Miley ran with the opportunity, allowing just one unearned run across 12 1/3 innings in his first two starts and reeling off four straight starts of at least seven innings pitched and exactly one run allowed in June that dropped his season ERA to 2.19. His worst start of the season followed that streak, but he continued unfazed, posting a 2.81 ERA over 10 starts in July and August to carry a sub-3.00 ERA and 14 wins into September.
At that point, Miley seemed to have this award in the bag, but his final five starts, only two of which were quality, inflated his ERA and opened the door for Harper, who seized the opportunity with his strong finish.
Who Should Win: Harper
Who Will Win: Harper
There is still an argument for Miley as the deserving winner given his consistency over the first five months of the season and the fact that Harper was quite terrible at the plate for half of his season. That argument probably undervalues Harper's play in the field, however, which could prove to be the difference in this race.

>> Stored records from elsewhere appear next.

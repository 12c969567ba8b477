//! `tilesnap serve`: run the tile server.

use clap::Args;
use std::sync::Arc;
use tracing::info;
use tilesnap::service::{ServiceError, TileService};
use tilesnap::snapshot::{SliceDate, StoreError};

use crate::error::CliError;
use crate::runner::CliRunner;
use crate::server::{self, AppState};

/// Arguments of `tilesnap serve`.
#[derive(Debug, Args)]
pub struct ServeArgs {
    /// Port to listen on (defaults to the configured port)
    #[arg(short, long)]
    pub port: Option<u16>,

    /// Snapshot to load on startup
    #[arg(long, value_name = "NAME")]
    pub load: Option<String>,

    /// With --load, start from the earliest change at or after this date
    #[arg(long, value_name = "DATE", requires = "load")]
    pub after: Option<String>,
}

/// Run `tilesnap serve` until Ctrl+C.
pub fn run(runner: &CliRunner, args: ServeArgs) -> Result<(), CliError> {
    runner.log_startup("serve");

    let config = runner.config();
    let port = args.port.unwrap_or(config.server.port);
    let after = args.after.as_deref().map(SliceDate::parse_loose).transpose()?;

    let store = Arc::new(runner.store());
    let service = Arc::new(TileService::new(store, &config.service_config()));
    let state = AppState::new(
        Arc::clone(&service),
        runner.downloader()?,
        config.slice_options(),
    )
    .with_cache_control(config.cache_control_header());

    runner.block_on(async {
        if let Some(name) = &args.load {
            match service.load(name, after).await {
                Ok(slice) => println!(
                    "Snapshot was successfully loaded. The current snapshot is {}",
                    slice
                ),
                Err(ServiceError::Store(StoreError::NotFound(_))) => {
                    println!("Snapshot not found.");
                }
                Err(e) if e.is_not_found() => println!("{}", e),
                Err(e) => return Err(CliError::Service(e)),
            }
        }

        println!("Tile server on :{}", port);
        info!(port = port, workers = service.scheduler().workers(), "Starting tile server");
        server::serve(Arc::new(state), port)
            .await
            .map_err(CliError::Serve)
    })
}
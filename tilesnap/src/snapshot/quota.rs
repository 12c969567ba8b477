//! Quota planning: which slices must go to bring a snapshot under its limit.

use super::date::SliceDate;
use super::error::StoreError;

/// Slices selected for deletion to bring a snapshot under its quota.
///
/// Produced by [`super::SnapshotStore::enforce_quota`]; nothing is deleted
/// until the plan is handed to [`super::SnapshotStore::apply_quota_plan`].
#[derive(Debug, Clone, PartialEq, Eq)]
pub struct QuotaPlan {
    pub name: String,
    /// Quota in bytes, 0 when the snapshot has no quota.
    pub quota_bytes: u64,
    /// Current size plus the bytes about to be added.
    pub projected_bytes: u64,
    /// Victims, oldest first, with their sizes.
    pub victims: Vec<(SliceDate, u64)>,
}

impl QuotaPlan {
    pub(crate) fn disabled(name: &str) -> Self {
        Self {
            name: name.to_string(),
            quota_bytes: 0,
            projected_bytes: 0,
            victims: Vec::new(),
        }
    }

    /// Whether the plan deletes anything.
    pub fn is_empty(&self) -> bool {
        self.victims.is_empty()
    }

    pub fn freed_bytes(&self) -> u64 {
        self.victims.iter().map(|(_, size)| size).sum()
    }

    /// Size once the victims are gone.
    pub fn remaining_bytes(&self) -> u64 {
        self.projected_bytes.saturating_sub(self.freed_bytes())
    }
}

/// What [`super::SnapshotStore::apply_quota_plan`] actually removed.
#[derive(Debug, Clone, Copy, Default, PartialEq, Eq)]
pub struct AppliedQuota {
    pub deleted: usize,
    pub freed_bytes: u64,
}

/// Walks `ascending` oldest first, picking slices until `total` fits `quota`.
///
/// Sizes are asked for lazily so slices past the cut are never measured.
pub(crate) fn select_victims<F>(
    total: u64,
    quota: u64,
    ascending: &[SliceDate],
    mut size_of: F,
) -> Result<Vec<(SliceDate, u64)>, StoreError>
where
    F: FnMut(SliceDate) -> Result<u64, StoreError>,
{
    let mut remaining = total;
    let mut victims = Vec::new();
    for &date in ascending {
        if remaining <= quota {
            break;
        }
        let size = size_of(date)?;
        remaining = remaining.saturating_sub(size);
        victims.push((date, size));
    }
    Ok(victims)
}
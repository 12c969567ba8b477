//! On-disk snapshot store.
//!
//! Layout below the store root:
//!
//! ```text
//! <root>/<name>/metadata.json
//! <root>/<name>/<Y>/<M>/<D>/<HH>/<MM>/<cx>_<cy>.png
//! ```

use super::date::SliceDate;
use super::error::StoreError;
use super::lister::{DirectoryLister, FsLister};
use super::metadata::{SnapshotMetadata, METADATA_FILE};
use super::quota::{select_victims, AppliedQuota, QuotaPlan};
use crate::area::{enumerate_chunks, Area, ChunkCoord};
use crate::download::{ChunkFetch, Downloader, Sleeper, DEFAULT_CONCURRENCY, DEFAULT_COOLDOWN};
use crate::provider::ChunkSource;
use chrono::{Local, Timelike};
use std::collections::{BTreeMap, VecDeque};
use std::io;
use std::path::{Path, PathBuf};
use std::time::Duration;
use tracing::{debug, info, warn};

/// Number of directory levels between a snapshot root and its slices.
const SLICE_DEPTH: usize = 5;

/// Sort order for [`SnapshotStore::list_changes`].
#[derive(Debug, Clone, Copy, PartialEq, Eq, Default)]
pub enum ChangeOrder {
    /// Directory order as returned by the lister
    #[default]
    Unsorted,
    Ascending,
    Descending,
}

/// Download pacing for a new slice.
#[derive(Debug, Clone, Copy, PartialEq, Eq)]
pub struct SliceOptions {
    pub concurrency: usize,
    pub cooldown: Duration,
}

impl Default for SliceOptions {
    fn default() -> Self {
        Self {
            concurrency: DEFAULT_CONCURRENCY,
            cooldown: DEFAULT_COOLDOWN,
        }
    }
}
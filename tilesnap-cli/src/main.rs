//! tilesnap CLI - Command-line interface
//!
//! Captures time-versioned snapshots of a remote tile canvas, manages the
//! stored changes and serves them to the browser map.

mod commands;
mod error;
mod runner;
mod server;

use clap::{Parser, Subcommand};
use std::path::{Path, PathBuf};
use tracing::info;
use tilesnap::snapshot::StoreError;

use commands::config::ConfigCommands;
use commands::export::ExportArgs;
use commands::inspect::ShowArgs;
use commands::manage::DeleteArgs;
use commands::serve::ServeArgs;
use commands::snapshot::{ScheduleArgs, SnapshotArgs};
use error::CliError;
use runner::CliRunner;

#[derive(Parser)]
#[command(name = "tilesnap")]
#[command(version = tilesnap::VERSION)]
#[command(about = "Time-versioned snapshots of a remote tile canvas", long_about = None)]
struct Cli {
    /// Configuration file (defaults to ~/.tilesnap/config.ini)
    #[arg(long, global = true, value_name = "FILE")]
    config: Option<PathBuf>,

    /// Echo log output to the console
    #[arg(short, long, global = true)]
    verbose: bool,

    #[command(subcommand)]
    command: Commands,
}

#[derive(Subcommand)]
enum Commands {
    /// Capture a new change of a snapshot
    Snapshot(SnapshotArgs),

    /// Capture a snapshot repeatedly until interrupted
    Schedule(ScheduleArgs),

    /// List snapshots, or the changes of one snapshot
    Show(ShowArgs),

    /// Show disk usage of one or every snapshot
    #[command(alias = "memory")]
    Size {
        /// Snapshot name
        name: Option<String>,
    },

    /// Delete a snapshot or one of its changes
    Delete(DeleteArgs),

    /// Set the disk quota of a snapshot
    Limit {
        /// Snapshot name
        name: String,

        /// Quota in megabytes (0 removes it)
        megabytes: u64,

        /// Delete old changes over the quota without asking
        #[arg(short, long)]
        yes: bool,
    },

    /// Export a stored change as one PNG image
    Export(ExportArgs),

    /// Run the tile server for the browser map
    Serve(ServeArgs),

    /// Manage the configuration file
    #[command(subcommand)]
    Config(ConfigCommands),
}

impl Commands {
    fn is_long_running(&self) -> bool {
        matches!(self, Commands::Serve(_) | Commands::Schedule(_))
    }
}

fn main() {
    let cli = Cli::parse();

    let config_path = cli.config.as_deref();

    let result = match cli.command {
        Commands::Config(command) => commands::config::run(command, config_path),
        command => {
            let console = cli.verbose || command.is_long_running();
            CliRunner::new(config_path, console)
                .and_then(|runner| dispatch(&runner, command, config_path))
        }
    };

    match result {
        Ok(()) => {}
        Err(CliError::Store(StoreError::NotFound(_))) => println!("Snapshot not found."),
        Err(e) => e.exit(),
    }
}

fn dispatch(runner: &CliRunner, command: Commands, config_path: Option<&Path>) -> Result<(), CliError> {
    let result = match command {
        Commands::Snapshot(args) => commands::snapshot::run(runner, args),
        Commands::Schedule(args) => commands::snapshot::run_scheduled(runner, args),
        Commands::Show(args) => commands::inspect::run_show(runner, args),
        Commands::Size { name } => commands::inspect::run_size(runner, name),
        Commands::Delete(args) => commands::manage::run_delete(runner, args),
        Commands::Limit {
            name,
            megabytes,
            yes,
        } => commands::manage::run_limit(runner, &name, megabytes, yes),
        Commands::Export(args) => commands::export::run(runner, args),
        Commands::Serve(args) => commands::serve::run(runner, args),
        Commands::Config(command) => commands::config::run(command, config_path),
    };

    if let Err(CliError::Store(StoreError::NotFound(what))) = &result {
        info!(snapshot = %what, "Snapshot not found");
    }
    result
}
//! Directory listing seam used by the slice walk.

use std::io;
use std::path::Path;

/// Lists directory contents for the store's bounded-depth walks.
pub trait DirectoryLister: Send + Sync {
    /// Names of the immediate subdirectories of `dir`.
    fn subdirectories(&self, dir: &Path) -> io::Result<Vec<String>>;

    /// Sizes in bytes of the regular files directly inside `dir`.
    fn file_sizes(&self, dir: &Path) -> io::Result<Vec<u64>>;
}

/// Lister backed by the real filesystem.
#[derive(Debug, Clone, Copy, Default)]
pub struct FsLister;

impl DirectoryLister for FsLister {
    fn subdirectories(&self, dir: &Path) -> io::Result<Vec<String>> {
        let mut names = Vec::new();
        for entry in std::fs::read_dir(dir)? {
            let entry = entry?;
            if entry.file_type()?.is_dir() {
                names.push(entry.file_name().to_string_lossy().into_owned());
            }
        }
        Ok(names)
    }

    fn file_sizes(&self, dir: &Path) -> io::Result<Vec<u64>> {
        let mut sizes = Vec::new();
        for entry in std::fs::read_dir(dir)? {
            let entry = entry?;
            let metadata = entry.metadata()?;
            if metadata.is_file() {
                sizes.push(metadata.len());
            }
        }
        Ok(sizes)
    }
}
//! Priority gate for tile rendering.
//!
//! At most `workers` renders run at once. Waiting renders are admitted in
//! priority order, highest first, and in submission order among equals.
//!
//! ```text
//! acquire(p) ──► free worker & empty queue ──► permit
//!        └─────► queued (p, seq) ──► handed a permit when one is dropped
//! ```
//!
//! Permits are handed over directly on drop, so a newcomer can never
//! overtake a queued render.

use parking_lot::Mutex;
use std::cmp::Ordering;
use std::collections::BinaryHeap;
use std::future::Future;
use std::sync::Arc;
use tokio::sync::oneshot;
use tracing::info;

/// Priority of a render; larger runs first.
pub type Priority = u8;

/// Default number of concurrent renders.
pub fn default_workers() -> usize {
    std::thread::available_parallelism()
        .map(|p| p.get())
        .unwrap_or(4)
}

struct Waiter {
    priority: Priority,
    seq: u64,
    tx: oneshot::Sender<()>,
}

impl PartialEq for Waiter {
    fn eq(&self, other: &Self) -> bool {
        self.priority == other.priority && self.seq == other.seq
    }
}

impl Eq for Waiter {}

impl PartialOrd for Waiter {
    fn partial_cmp(&self, other: &Self) -> Option<Ordering> {
        Some(self.cmp(other))
    }
}

impl Ord for Waiter {
    // Max-heap: higher priority first, then the earlier submission
    fn cmp(&self, other: &Self) -> Ordering {
        self.priority
            .cmp(&other.priority)
            .then_with(|| other.seq.cmp(&self.seq))
    }
}

struct State {
    available: usize,
    waiters: BinaryHeap<Waiter>,
    next_seq: u64,
}

/// Bounded, priority-ordered admission for render work.
pub struct RenderScheduler {
    state: Arc<Mutex<State>>,
    workers: usize,
}

impl RenderScheduler {
    /// Creates a scheduler admitting `workers` renders at once (at least one).
    pub fn new(workers: usize) -> Self {
        let workers = workers.max(1);
        info!(workers = workers, "Created render scheduler");
        Self {
            state: Arc::new(Mutex::new(State {
                available: workers,
                waiters: BinaryHeap::new(),
                next_seq: 0,
            })),
            workers,
        }
    }

    pub fn workers(&self) -> usize {
        self.workers
    }

    /// Renders currently holding a permit.
    pub fn active(&self) -> usize {
        self.workers - self.state.lock().available
    }

    /// Renders waiting for a permit.
    pub fn queued(&self) -> usize {
        self.state.lock().waiters.len()
    }

    /// Waits for a render permit.
    pub async fn acquire(&self, priority: Priority) -> RenderPermit {
        loop {
            let rx = {
                let mut state = self.state.lock();
                if state.available > 0 && state.waiters.is_empty() {
                    state.available -= 1;
                    return self.permit();
                }
                let (tx, rx) = oneshot::channel();
                let seq = state.next_seq;
                state.next_seq += 1;
                state.waiters.push(Waiter { priority, seq, tx });
                rx
            };

            let mut pending = PendingPermit {
                rx,
                state: Arc::clone(&self.state),
                settled: false,
            };
            let handed_over = (&mut pending.rx).await.is_ok();
            pending.settled = true;
            if handed_over {
                return self.permit();
            }
        }
    }

    /// Runs `work` once a permit of the given priority is granted.
    pub async fn run<F, T>(&self, priority: Priority, work: F) -> T
    where
        F: Future<Output = T>,
    {
        let _permit = self.acquire(priority).await;
        work.await
    }

    fn permit(&self) -> RenderPermit {
        RenderPermit {
            state: Arc::clone(&self.state),
        }
    }
}

/// Admission to render. Dropping it admits the next waiter.
pub struct RenderPermit {
    state: Arc<Mutex<State>>,
}

impl Drop for RenderPermit {
    fn drop(&mut self) {
        release(&self.state);
    }
}

/// A queued acquire. If abandoned after being handed a permit, passes the
/// permit on.
struct PendingPermit {
    rx: oneshot::Receiver<()>,
    state: Arc<Mutex<State>>,
    settled: bool,
}

impl Drop for PendingPermit {
    fn drop(&mut self) {
        if self.settled {
            return;
        }
        self.rx.close();
        if self.rx.try_recv().is_ok() {
            release(&self.state);
        }
    }
}

fn release(state: &Mutex<State>) {
    let mut state = state.lock();
    while let Some(waiter) = state.waiters.pop() {
        if waiter.tx.send(()).is_ok() {
            return;
        }
    }
    state.available += 1;
}

#[cfg(test)]
mod tests {
    use super::*;
    use std::time::Duration;

    async fn wait_for_queue(scheduler: &RenderScheduler, n: usize) {
        while scheduler.queued() < n {
            tokio::task::yield_now().await;
        }
    }

    #[tokio::test]
    async fn test_immediate_permit_when_idle() {
        let scheduler = RenderScheduler::new(2);
        let a = scheduler.acquire(0).await;
        let b = scheduler.acquire(0).await;
        assert_eq!(scheduler.active(), 2);
        drop(a);
        drop(b);
        assert_eq!(scheduler.active(), 0);
    }

    #[tokio::test]
    async fn test_zero_workers_means_one() {
        let scheduler = RenderScheduler::new(0);
        assert_eq!(scheduler.workers(), 1);
        let value = scheduler.run(3, async { 42 }).await;
        assert_eq!(value, 42);
    }

    #[tokio::test]
    async fn test_priority_then_fifo_order() {
        let scheduler = Arc::new(RenderScheduler::new(1));
        let order = Arc::new(Mutex::new(Vec::new()));
        let blocker = scheduler.acquire(0).await;

        let mut handles = Vec::new();
        for (id, priority) in [(1, 1u8), (2, 5), (3, 3), (4, 5)] {
            let sched = Arc::clone(&scheduler);
            let order = Arc::clone(&order);
            handles.push(tokio::spawn(async move {
                sched
                    .run(priority, async {
                        order.lock().push(id);
                    })
                    .await;
            }));
            wait_for_queue(&scheduler, id).await;
        }

        drop(blocker);
        for handle in handles {
            handle.await.unwrap();
        }
        assert_eq!(*order.lock(), vec![2, 4, 3, 1]);
    }

    #[tokio::test]
    async fn test_bounded_concurrency() {
        let scheduler = Arc::new(RenderScheduler::new(2));
        let running = Arc::new(std::sync::atomic::AtomicUsize::new(0));
        let peak = Arc::new(std::sync::atomic::AtomicUsize::new(0));

        let mut handles = Vec::new();
        for i in 0..8u8 {
            let scheduler = Arc::clone(&scheduler);
            let running = Arc::clone(&running);
            let peak = Arc::clone(&peak);
            handles.push(tokio::spawn(async move {
                scheduler
                    .run(i % 3, async {
                        use std::sync::atomic::Ordering::SeqCst;
                        let now = running.fetch_add(1, SeqCst) + 1;
                        peak.fetch_max(now, SeqCst);
                        tokio::time::sleep(Duration::from_millis(2)).await;
                        running.fetch_sub(1, SeqCst);
                    })
                    .await;
            }));
        }
        for handle in handles {
            handle.await.unwrap();
        }
        assert!(peak.load(std::sync::atomic::Ordering::SeqCst) <= 2);
        assert_eq!(scheduler.active(), 0);
    }

    #[tokio::test]
    async fn test_abandoned_waiter_does_not_leak_permit() {
        let scheduler = Arc::new(RenderScheduler::new(1));
        let blocker = scheduler.acquire(0).await;

        let waiting = {
            let scheduler = Arc::clone(&scheduler);
            tokio::spawn(async move {
                let _permit = scheduler.acquire(1).await;
            })
        };
        wait_for_queue(&scheduler, 1).await;
        waiting.abort();
        let _ = waiting.await;

        drop(blocker);
        assert_eq!(scheduler.active(), 0);
        let _again = tokio::time::timeout(Duration::from_secs(1), scheduler.acquire(0))
            .await
            .expect("permit should be available");
    }
}
//! Commands that change stored snapshots: `delete` and `limit`.

use clap::Args;
use dialoguer::{theme::ColorfulTheme, Confirm};
use tilesnap::snapshot::{SliceDate, StoreError};

use super::snapshot::{settle_quota, QuotaPolicy};
use crate::error::CliError;
use crate::runner::CliRunner;

/// Arguments of `tilesnap delete`.
#[derive(Debug, Args)]
pub struct DeleteArgs {
    /// Snapshot name
    pub name: String,

    /// Delete only the change at this date (YYYY-M-D-H-Min)
    pub date: Option<String>,

    /// Skip confirmation prompt
    #[arg(short, long)]
    pub yes: bool,
}

/// Run `tilesnap delete`.
pub fn run_delete(runner: &CliRunner, args: DeleteArgs) -> Result<(), CliError> {
    runner.log_startup("delete");
    let store = runner.store();
    let date = args
        .date
        .as_deref()
        .map(SliceDate::parse_loose)
        .transpose()?;

    let (target, exists) = match date {
        Some(date) => (
            format!("{}[{}]", args.name, date.formatted()),
            store.slice_exists(&args.name, date),
        ),
        None => (
            format!("'{}' and all of its changes", args.name),
            store.exists(&args.name),
        ),
    };
    if !exists {
        return Err(StoreError::NotFound(target).into());
    }

    if !args.yes {
        let confirmed = Confirm::with_theme(&ColorfulTheme::default())
            .with_prompt(format!("Delete {}?", target))
            .default(false)
            .interact()
            .map_err(|e| CliError::Prompt(e.to_string()))?;
        if !confirmed {
            println!("Cancelled.");
            return Ok(());
        }
    }

    store.delete_slice(&args.name, date)?;
    println!("Snapshot was deleted.");
    Ok(())
}

/// Run `tilesnap limit`: set a quota and apply it right away.
pub fn run_limit(runner: &CliRunner, name: &str, megabytes: u64, yes: bool) -> Result<(), CliError> {
    runner.log_startup("limit");
    let store = runner.store();

    store.set_quota(name, megabytes * 1024 * 1024)?;
    println!("'{}' was limited.", name);

    let policy = if yes {
        QuotaPolicy::Apply
    } else {
        QuotaPolicy::Prompt
    };
    settle_quota(&store, name, policy)
}
//! CLI command implementations.
//!
//! Each subcommand has its own module with argument definitions and handlers.
//!
//! # Command Modules
//!
//! - [`area`] - `--rect` / `--polygon` selection arguments
//! - [`config`] - Configuration management (init, show, path)
//! - [`export`] - Single-image export of a stored change
//! - [`inspect`] - Snapshot listing and disk usage
//! - [`manage`] - Deleting changes and setting quotas
//! - [`serve`] - Tile server for the browser map
//! - [`snapshot`] - One-off and scheduled captures

pub mod area;
pub mod config;
pub mod export;
pub mod inspect;
pub mod manage;
pub mod serve;
pub mod snapshot;
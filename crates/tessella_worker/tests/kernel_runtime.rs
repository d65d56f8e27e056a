//! Kernel-dispatch scenarios: failure isolation, unknown kernels, and the
//! fatality of misrouted dispatch.

mod common;

use std::collections::HashMap;

use common::{key_owned_by, shard_of, TestCluster, IO_TIMEOUT};
use tessella_worker::plugins::decode_i64;
use tessella_worker::rpc;

const NUM_SHARDS: usize = 4;

#[tokio::test]
async fn failed_kernel_preserves_buffered_updates() {
    let cluster = TestCluster::start(2).await;
    cluster.create_table(1, NUM_SHARDS as i32, "replace").await;

    let key = key_owned_by(NUM_SHARDS, 2, 1, "f");
    let key_str = String::from_utf8(key.clone()).unwrap();
    let kernel_shard = (0..NUM_SHARDS)
        .find(|shard| cluster.owner_of_shard(*shard) == 0)
        .unwrap() as i32;

    let resp = cluster
        .run_kernel(
            0,
            1,
            kernel_shard,
            "update-then-fail",
            &[("key", &key_str), ("value", "10")],
        )
        .await;
    assert!(resp.error.contains("induced mid-run failure"));
    assert!(resp.elapsed_seconds >= 0.0);

    // The worker stayed healthy and the buffered update survived the
    // failure: an explicit flush still delivers it.
    cluster.flush(0).await;
    let owner_view = cluster
        .get(1, 1, shard_of(&key, NUM_SHARDS) as i32, &key)
        .await;
    assert!(!owner_view.missing_key);
    assert_eq!(decode_i64(&owner_view.kv_data[0].value), Some(10));

    cluster.shutdown_all().await;
}

#[tokio::test]
async fn unknown_kernel_is_reported_not_fatal() {
    let cluster = TestCluster::start(1).await;
    cluster.create_table(1, 1, "replace").await;

    let resp = cluster
        .run_kernel(0, 1, 0, "no-such-kernel", &[])
        .await;
    assert!(resp.error.contains("unknown kernel"));

    // The worker still serves requests afterwards.
    let data = cluster.get(0, 1, 0, b"anything").await;
    assert!(data.missing_key);

    cluster.shutdown_all().await;
}

#[tokio::test]
async fn misrouted_kernel_dispatch_is_fatal() {
    let mut cluster = TestCluster::start(2).await;
    cluster.create_table(1, NUM_SHARDS as i32, "replace").await;

    // Shard 0 is worker-0-owned; dispatch its kernel to worker 1.
    let err = cluster
        .client(1)
        .run_kernel(rpc::RunKernelReq {
            table: 1,
            shard: 0,
            kernel: "update".into(),
            kernel_args: HashMap::new(),
            task_args: HashMap::from([
                ("key".to_string(), "poison".to_string()),
                ("value".to_string(), "1".to_string()),
            ]),
        })
        .await
        .expect_err("misrouted dispatch must be rejected");
    assert_eq!(err.code(), tonic::Code::FailedPrecondition);

    // The misrouted worker terminates with a non-zero exit code without
    // having run the kernel.
    let victim = cluster.workers.remove(1);
    let code = tokio::time::timeout(IO_TIMEOUT, victim.wait_for_shutdown())
        .await
        .expect("worker exits in time")
        .expect("worker exits");
    assert_ne!(code, 0);

    let untouched = cluster
        .get(0, 1, shard_of(b"poison", NUM_SHARDS) as i32, b"poison")
        .await;
    assert!(untouched.missing_key);
}
//! gRPC service handlers that adapt network requests into worker operations.
//!
//! This module is the server-side counterpart to `transport.rs`: it is pure
//! translation between protobuf messages and the worker's core operations,
//! plus the mapping of `WorkerError` onto gRPC status codes.

use std::sync::Arc;

use tonic::{Request, Response, Status};
use tracing::trace;

use crate::errors::WorkerError;
use crate::rpc;
use crate::rpc::worker_server;
use crate::worker::Worker;

/// gRPC service implementation backed by the shared worker state.
#[derive(Clone)]
pub struct WorkerService {
    worker: Arc<Worker>,
}

impl WorkerService {
    pub fn new(worker: Arc<Worker>) -> Self {
        Self { worker }
    }
}

/// Map a worker error onto the gRPC status vocabulary.
fn to_status(err: WorkerError) -> Status {
    match &err {
        WorkerError::UnknownTable(_) | WorkerError::UnknownIterator(_) | WorkerError::NotFound => {
            Status::not_found(err.to_string())
        }
        WorkerError::RoutingViolation { .. } | WorkerError::InvalidShard { .. } => {
            Status::failed_precondition(err.to_string())
        }
        WorkerError::Transport(_) => Status::unavailable(err.to_string()),
        WorkerError::KernelFailure(_) | WorkerError::Internal(_) => {
            Status::internal(err.to_string())
        }
    }
}

#[tonic::async_trait]
impl worker_server::Worker for WorkerService {
    async fn initialize(
        &self,
        request: Request<rpc::WorkerInitReq>,
    ) -> Result<Response<rpc::Empty>, Status> {
        self.worker
            .initialize(request.into_inner())
            .map_err(to_status)?;
        Ok(Response::new(rpc::Empty {}))
    }

    async fn create_table(
        &self,
        request: Request<rpc::CreateTableReq>,
    ) -> Result<Response<rpc::Empty>, Status> {
        let req = request.into_inner();
        self.worker.create_table(req).map_err(|err| match err {
            // A bad plug-in spec is the master's mistake, not ours.
            WorkerError::Internal(msg) => Status::invalid_argument(msg),
            other => to_status(other),
        })?;
        Ok(Response::new(rpc::Empty {}))
    }

    async fn destroy_table(
        &self,
        request: Request<rpc::DestroyTableReq>,
    ) -> Result<Response<rpc::Empty>, Status> {
        self.worker
            .destroy_table(request.into_inner().table)
            .map_err(to_status)?;
        Ok(Response::new(rpc::Empty {}))
    }

    async fn assign_shards(
        &self,
        request: Request<rpc::ShardAssignmentReq>,
    ) -> Result<Response<rpc::Empty>, Status> {
        self.worker
            .assign_shards(request.into_inner())
            .map_err(to_status)?;
        Ok(Response::new(rpc::Empty {}))
    }

    async fn get(
        &self,
        request: Request<rpc::GetRequest>,
    ) -> Result<Response<rpc::TableData>, Status> {
        let req = request.into_inner();
        trace!(table = req.table, shard = req.shard, "handling get");
        let resp = self.worker.get(req).map_err(to_status)?;
        Ok(Response::new(resp))
    }

    async fn put(
        &self,
        request: Request<rpc::TableData>,
    ) -> Result<Response<rpc::PutResp>, Status> {
        let data = request.into_inner();
        trace!(
            table = data.table,
            shard = data.shard,
            source = data.source,
            entries = data.kv_data.len(),
            "handling put"
        );
        self.worker.put(data).map_err(to_status)?;
        Ok(Response::new(rpc::PutResp {}))
    }

    async fn get_iterator(
        &self,
        request: Request<rpc::IteratorReq>,
    ) -> Result<Response<rpc::IteratorResp>, Status> {
        let resp = self
            .worker
            .get_iterator(request.into_inner())
            .map_err(to_status)?;
        Ok(Response::new(resp))
    }

    async fn run_kernel(
        &self,
        request: Request<rpc::RunKernelReq>,
    ) -> Result<Response<rpc::RunKernelResp>, Status> {
        let resp = self
            .worker
            .clone()
            .run_kernel(request.into_inner())
            .await
            .map_err(to_status)?;
        Ok(Response::new(resp))
    }

    async fn flush(
        &self,
        _request: Request<rpc::Empty>,
    ) -> Result<Response<rpc::Empty>, Status> {
        self.worker.flush_all().await.map_err(to_status)?;
        Ok(Response::new(rpc::Empty {}))
    }

    async fn shutdown(
        &self,
        _request: Request<rpc::Empty>,
    ) -> Result<Response<rpc::Empty>, Status> {
        self.worker.shutdown();
        Ok(Response::new(rpc::Empty {}))
    }
}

Ignoring the ups and downs of Harper's season and looking only at his final line it's still not clear that he was more valuable at the plate than Miley was on the mound (indeed, Baseball-Reference rates Harper as 3.4 wins above replacement at the plate and on the bases, a near match of Miley's 3.2 bWAR), but when you add in Harper's contributions defensively it gives him the edge.
The vote may not be that close, however, as the 19-year-old budding superstar Harper is clearly the better story than the 25-year-old Miley, who doesn't project as a front-of-the-rotation starter going forward. In fact, Harper's youth and potential may influence the electorate more than they otherwise would have.